Match on the string "Option" in the entries below and return every matching line.

====== Dataset ======

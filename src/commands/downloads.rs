use serde::Serialize;
use trackhaul_core::core::events::EventEmitter;
use trackhaul_core::core::stats::Stats;
use trackhaul_core::models::task::{DownloadTask, TrackRequest};
use uuid::Uuid;

use crate::core::backend::ClearKind;
use crate::core::queue::QueueError;
use crate::core::recovery::{RecoveryAction, RecoveryStats};
use crate::AppState;

#[derive(Clone, Serialize)]
#[serde(rename_all = "camelCase")]
pub struct EnqueueResult {
    pub task_id: Option<Uuid>,
    pub already_queued: bool,
    pub existing_task_id: Option<Uuid>,
}

fn parse_id(task_id: &str) -> Result<Uuid, String> {
    Uuid::parse_str(task_id.trim()).map_err(|e| format!("Invalid task id '{}': {}", task_id, e))
}

/// Duplicates are not an error for the caller: they get the id of the task
/// that already covers the track.
pub async fn enqueue_download<E: EventEmitter>(
    state: &AppState<E>,
    request: TrackRequest,
) -> Result<EnqueueResult, String> {
    match state.manager.enqueue(request).await {
        Ok(id) => Ok(EnqueueResult {
            task_id: Some(id),
            already_queued: false,
            existing_task_id: None,
        }),
        Err(QueueError::Duplicate { task_id, .. }) => Ok(EnqueueResult {
            task_id: None,
            already_queued: true,
            existing_task_id: Some(task_id),
        }),
        Err(e) => Err(e.to_string()),
    }
}

pub async fn cancel_download<E: EventEmitter>(
    state: &AppState<E>,
    task_id: String,
) -> Result<(), String> {
    let id = parse_id(&task_id)?;
    state.manager.cancel(id).await.map_err(|e| e.to_string())
}

pub async fn retry_download<E: EventEmitter>(
    state: &AppState<E>,
    task_id: String,
) -> Result<DownloadTask, String> {
    let id = parse_id(&task_id)?;
    state.manager.retry(id).await.map_err(|e| e.to_string())
}

pub async fn clear_downloads<E: EventEmitter>(
    state: &AppState<E>,
    kind: String,
) -> Result<usize, String> {
    let kind = ClearKind::parse(&kind)
        .ok_or_else(|| format!("Unknown clear filter '{}', expected completed or failed", kind))?;
    Ok(state.manager.clear(kind).await)
}

pub async fn get_queue_state<E: EventEmitter>(
    state: &AppState<E>,
) -> Result<Vec<DownloadTask>, String> {
    Ok(state.manager.get_state().await)
}

pub async fn get_queue_stats<E: EventEmitter>(state: &AppState<E>) -> Result<Stats, String> {
    Ok(state.manager.stats().await)
}

pub async fn refresh_queue<E: EventEmitter>(state: &AppState<E>) -> Result<usize, String> {
    state.manager.reconcile().await.map_err(|e| e.to_string())
}

pub async fn update_max_concurrent<E: EventEmitter>(
    state: &AppState<E>,
    max: u32,
) -> Result<(), String> {
    state
        .manager
        .set_max_concurrent(max)
        .await
        .map_err(|e| e.to_string())
}

pub fn get_recovery_stats<E: EventEmitter>(state: &AppState<E>) -> Result<RecoveryStats, String> {
    Ok(state.manager.recovery().get_recovery_stats())
}

pub fn get_recovery_history<E: EventEmitter>(
    state: &AppState<E>,
) -> Result<Vec<RecoveryAction>, String> {
    Ok(state.manager.recovery().get_recovery_history())
}

pub fn reset_circuit_breaker<E: EventEmitter>(state: &AppState<E>) -> Result<(), String> {
    state.manager.recovery().reset_circuit_breaker();
    Ok(())
}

======

• [Answer box]:
    pub task_id: Option<Uuid>,
    pub existing_task_id: Option<Uuid>,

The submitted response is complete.